▸ REQUIREMENT
Work through the data line by line, gathering every line that has the word "value".

:: RECORDS FOR THIS TASK

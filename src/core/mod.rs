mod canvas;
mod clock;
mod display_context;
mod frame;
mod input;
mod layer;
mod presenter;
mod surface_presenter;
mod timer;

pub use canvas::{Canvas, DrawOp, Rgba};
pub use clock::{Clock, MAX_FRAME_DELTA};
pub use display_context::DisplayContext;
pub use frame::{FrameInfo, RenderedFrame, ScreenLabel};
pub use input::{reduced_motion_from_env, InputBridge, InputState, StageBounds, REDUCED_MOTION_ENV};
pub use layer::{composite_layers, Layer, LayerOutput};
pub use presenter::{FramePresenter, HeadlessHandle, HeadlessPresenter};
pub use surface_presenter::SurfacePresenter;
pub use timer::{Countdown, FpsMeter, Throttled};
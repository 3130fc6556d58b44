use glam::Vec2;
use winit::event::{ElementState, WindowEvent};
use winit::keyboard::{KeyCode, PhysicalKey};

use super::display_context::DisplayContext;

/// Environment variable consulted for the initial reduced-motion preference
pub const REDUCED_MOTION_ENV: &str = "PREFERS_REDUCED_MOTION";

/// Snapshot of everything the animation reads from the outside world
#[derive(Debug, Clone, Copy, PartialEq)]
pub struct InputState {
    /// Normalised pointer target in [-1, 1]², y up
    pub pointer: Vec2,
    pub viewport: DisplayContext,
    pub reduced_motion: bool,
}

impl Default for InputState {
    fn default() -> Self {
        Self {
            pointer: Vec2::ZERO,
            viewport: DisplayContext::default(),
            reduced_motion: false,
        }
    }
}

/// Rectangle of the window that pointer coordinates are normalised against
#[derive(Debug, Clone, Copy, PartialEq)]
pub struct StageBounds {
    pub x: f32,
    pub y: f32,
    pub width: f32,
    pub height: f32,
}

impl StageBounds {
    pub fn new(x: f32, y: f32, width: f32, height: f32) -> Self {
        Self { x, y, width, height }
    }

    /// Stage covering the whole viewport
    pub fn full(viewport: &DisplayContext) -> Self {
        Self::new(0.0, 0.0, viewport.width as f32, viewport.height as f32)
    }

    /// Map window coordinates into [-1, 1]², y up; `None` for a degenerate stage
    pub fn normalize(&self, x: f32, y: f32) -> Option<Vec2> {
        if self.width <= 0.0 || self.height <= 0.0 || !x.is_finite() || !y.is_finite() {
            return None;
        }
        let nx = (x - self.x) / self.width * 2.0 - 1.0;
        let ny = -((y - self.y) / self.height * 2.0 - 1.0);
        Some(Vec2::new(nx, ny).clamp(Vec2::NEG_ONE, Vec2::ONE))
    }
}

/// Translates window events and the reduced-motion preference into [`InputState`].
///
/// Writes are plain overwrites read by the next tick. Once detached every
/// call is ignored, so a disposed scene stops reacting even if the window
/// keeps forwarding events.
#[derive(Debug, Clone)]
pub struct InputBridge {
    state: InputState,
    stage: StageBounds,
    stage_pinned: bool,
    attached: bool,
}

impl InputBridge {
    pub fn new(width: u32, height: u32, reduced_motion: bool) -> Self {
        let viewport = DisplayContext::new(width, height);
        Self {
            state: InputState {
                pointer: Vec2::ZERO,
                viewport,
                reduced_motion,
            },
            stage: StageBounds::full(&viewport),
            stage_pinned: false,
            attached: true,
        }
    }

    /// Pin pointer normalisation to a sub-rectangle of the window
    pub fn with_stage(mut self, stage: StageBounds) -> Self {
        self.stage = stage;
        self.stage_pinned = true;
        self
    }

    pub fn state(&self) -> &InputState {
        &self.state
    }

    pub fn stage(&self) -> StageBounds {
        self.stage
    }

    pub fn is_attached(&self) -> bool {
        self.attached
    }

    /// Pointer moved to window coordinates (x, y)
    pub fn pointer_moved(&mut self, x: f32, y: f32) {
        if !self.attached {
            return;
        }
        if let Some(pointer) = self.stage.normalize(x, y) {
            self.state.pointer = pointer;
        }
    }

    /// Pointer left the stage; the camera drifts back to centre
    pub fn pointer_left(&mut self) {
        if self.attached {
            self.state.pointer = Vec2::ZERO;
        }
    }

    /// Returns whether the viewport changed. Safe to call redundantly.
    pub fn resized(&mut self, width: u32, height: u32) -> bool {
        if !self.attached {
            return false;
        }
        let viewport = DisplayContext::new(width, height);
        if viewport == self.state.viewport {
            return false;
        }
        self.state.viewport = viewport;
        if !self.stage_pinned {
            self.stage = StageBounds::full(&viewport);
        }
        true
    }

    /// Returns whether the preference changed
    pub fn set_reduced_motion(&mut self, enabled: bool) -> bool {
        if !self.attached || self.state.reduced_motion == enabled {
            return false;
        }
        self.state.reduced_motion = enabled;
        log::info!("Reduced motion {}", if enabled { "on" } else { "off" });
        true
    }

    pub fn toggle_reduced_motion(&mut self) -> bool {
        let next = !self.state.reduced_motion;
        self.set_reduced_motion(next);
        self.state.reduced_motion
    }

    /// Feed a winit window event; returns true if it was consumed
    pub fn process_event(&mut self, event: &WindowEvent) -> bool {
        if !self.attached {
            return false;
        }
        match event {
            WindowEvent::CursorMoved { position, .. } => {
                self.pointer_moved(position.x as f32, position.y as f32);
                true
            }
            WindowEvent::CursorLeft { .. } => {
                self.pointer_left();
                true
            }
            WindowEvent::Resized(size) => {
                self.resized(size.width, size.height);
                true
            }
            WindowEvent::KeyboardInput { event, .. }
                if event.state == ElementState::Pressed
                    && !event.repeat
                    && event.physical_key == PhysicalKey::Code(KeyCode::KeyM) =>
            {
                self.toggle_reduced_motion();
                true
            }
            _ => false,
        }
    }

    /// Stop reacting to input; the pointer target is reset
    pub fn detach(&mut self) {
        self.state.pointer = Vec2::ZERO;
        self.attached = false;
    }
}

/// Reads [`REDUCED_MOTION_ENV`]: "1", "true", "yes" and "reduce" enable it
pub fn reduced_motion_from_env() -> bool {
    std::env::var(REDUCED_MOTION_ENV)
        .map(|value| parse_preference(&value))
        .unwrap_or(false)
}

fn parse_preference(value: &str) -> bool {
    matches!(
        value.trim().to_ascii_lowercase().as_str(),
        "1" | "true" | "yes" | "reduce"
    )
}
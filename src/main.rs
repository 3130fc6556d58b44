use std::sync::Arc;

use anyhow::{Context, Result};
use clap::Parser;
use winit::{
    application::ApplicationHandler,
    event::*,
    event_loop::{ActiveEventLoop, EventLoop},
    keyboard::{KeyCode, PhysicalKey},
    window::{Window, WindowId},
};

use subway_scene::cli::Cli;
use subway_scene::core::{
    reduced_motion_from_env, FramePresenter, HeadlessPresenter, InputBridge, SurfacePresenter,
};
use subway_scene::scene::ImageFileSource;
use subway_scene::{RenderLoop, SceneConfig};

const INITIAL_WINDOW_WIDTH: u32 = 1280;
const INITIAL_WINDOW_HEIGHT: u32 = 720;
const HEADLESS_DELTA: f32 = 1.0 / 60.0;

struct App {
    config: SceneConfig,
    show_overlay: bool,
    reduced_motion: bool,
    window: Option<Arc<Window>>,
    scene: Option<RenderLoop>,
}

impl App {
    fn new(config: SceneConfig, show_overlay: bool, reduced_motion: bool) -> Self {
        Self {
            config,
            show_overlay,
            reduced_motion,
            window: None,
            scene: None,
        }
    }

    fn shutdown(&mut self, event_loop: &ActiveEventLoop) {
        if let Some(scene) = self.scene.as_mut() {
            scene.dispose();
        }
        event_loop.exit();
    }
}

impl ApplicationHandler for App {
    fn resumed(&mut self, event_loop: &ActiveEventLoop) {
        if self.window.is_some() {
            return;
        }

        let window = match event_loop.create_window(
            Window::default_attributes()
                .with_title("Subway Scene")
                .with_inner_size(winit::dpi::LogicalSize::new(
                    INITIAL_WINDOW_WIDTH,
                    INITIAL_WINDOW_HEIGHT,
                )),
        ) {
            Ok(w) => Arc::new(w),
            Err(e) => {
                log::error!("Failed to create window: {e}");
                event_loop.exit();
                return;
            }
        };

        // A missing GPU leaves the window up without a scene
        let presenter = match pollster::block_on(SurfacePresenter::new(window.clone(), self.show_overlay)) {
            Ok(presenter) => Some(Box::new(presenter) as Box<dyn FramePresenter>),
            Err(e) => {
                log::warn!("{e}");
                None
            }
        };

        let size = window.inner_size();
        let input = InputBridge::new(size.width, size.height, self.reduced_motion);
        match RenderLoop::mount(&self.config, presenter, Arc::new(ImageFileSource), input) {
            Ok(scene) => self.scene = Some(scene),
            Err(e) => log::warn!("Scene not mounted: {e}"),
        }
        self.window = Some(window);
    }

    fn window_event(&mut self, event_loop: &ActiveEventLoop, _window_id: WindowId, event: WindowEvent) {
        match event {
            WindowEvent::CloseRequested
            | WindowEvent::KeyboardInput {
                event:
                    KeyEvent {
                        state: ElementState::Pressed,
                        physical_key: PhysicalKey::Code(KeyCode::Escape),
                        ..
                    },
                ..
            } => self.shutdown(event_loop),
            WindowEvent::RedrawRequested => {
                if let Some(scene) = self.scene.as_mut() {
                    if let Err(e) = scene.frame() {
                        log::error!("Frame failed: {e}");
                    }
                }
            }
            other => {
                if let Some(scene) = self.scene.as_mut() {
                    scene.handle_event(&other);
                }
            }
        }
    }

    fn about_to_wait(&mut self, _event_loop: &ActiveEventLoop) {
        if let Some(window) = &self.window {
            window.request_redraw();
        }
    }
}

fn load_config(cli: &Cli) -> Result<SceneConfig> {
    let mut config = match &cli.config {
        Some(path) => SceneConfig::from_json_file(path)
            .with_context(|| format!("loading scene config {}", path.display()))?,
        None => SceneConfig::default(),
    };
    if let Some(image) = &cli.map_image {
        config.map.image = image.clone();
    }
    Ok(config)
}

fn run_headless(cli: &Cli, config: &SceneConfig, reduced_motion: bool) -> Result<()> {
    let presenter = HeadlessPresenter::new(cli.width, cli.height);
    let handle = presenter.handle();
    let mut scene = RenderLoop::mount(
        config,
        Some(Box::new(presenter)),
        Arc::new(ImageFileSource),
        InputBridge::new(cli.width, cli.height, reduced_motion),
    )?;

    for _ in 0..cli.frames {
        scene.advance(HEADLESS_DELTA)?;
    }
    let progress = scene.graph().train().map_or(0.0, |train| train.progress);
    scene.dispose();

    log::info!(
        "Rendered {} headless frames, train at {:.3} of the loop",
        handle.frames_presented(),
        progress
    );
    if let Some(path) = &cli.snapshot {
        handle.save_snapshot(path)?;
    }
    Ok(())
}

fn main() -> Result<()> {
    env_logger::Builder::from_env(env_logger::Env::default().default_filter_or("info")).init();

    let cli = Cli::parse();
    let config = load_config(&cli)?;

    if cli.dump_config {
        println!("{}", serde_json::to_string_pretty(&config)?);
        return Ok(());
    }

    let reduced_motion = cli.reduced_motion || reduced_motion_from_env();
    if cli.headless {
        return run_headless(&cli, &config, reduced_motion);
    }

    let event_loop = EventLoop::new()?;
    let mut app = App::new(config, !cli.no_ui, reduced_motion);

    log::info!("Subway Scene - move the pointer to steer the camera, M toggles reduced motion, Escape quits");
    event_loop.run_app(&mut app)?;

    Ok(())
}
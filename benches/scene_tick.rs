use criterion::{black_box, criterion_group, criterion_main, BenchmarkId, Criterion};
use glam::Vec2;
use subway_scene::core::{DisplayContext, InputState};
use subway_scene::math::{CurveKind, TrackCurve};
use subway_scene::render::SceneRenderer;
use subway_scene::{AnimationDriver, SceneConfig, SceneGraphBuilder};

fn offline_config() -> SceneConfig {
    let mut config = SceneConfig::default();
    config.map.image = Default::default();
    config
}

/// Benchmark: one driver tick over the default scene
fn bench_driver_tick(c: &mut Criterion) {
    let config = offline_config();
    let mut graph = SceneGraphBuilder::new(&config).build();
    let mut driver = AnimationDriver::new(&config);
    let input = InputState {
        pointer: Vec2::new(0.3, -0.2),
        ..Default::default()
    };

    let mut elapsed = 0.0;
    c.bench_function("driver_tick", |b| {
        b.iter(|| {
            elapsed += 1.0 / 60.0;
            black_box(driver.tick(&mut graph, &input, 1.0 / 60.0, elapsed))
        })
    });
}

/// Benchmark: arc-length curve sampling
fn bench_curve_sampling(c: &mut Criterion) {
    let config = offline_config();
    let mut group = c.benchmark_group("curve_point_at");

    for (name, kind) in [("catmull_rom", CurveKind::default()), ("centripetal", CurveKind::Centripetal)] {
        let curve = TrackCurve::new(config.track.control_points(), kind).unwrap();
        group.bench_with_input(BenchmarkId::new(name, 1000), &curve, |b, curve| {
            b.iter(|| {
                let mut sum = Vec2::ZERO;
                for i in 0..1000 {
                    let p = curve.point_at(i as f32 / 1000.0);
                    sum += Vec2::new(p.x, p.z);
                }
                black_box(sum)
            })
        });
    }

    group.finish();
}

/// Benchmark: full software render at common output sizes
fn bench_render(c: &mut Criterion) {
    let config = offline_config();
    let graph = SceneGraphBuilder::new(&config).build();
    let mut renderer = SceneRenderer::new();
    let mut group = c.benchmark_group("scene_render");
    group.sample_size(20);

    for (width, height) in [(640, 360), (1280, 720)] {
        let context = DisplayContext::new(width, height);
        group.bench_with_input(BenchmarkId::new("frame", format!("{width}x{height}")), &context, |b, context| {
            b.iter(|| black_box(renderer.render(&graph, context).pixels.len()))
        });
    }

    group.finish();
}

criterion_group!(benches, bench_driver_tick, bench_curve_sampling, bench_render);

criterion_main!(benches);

::::

▸ RESPONSE TO THIS TASK
        .map(|value| parse_preference(&value))
fn parse_preference(value: &str) -> bool {
        value.trim().to_ascii_lowercase().as_str(),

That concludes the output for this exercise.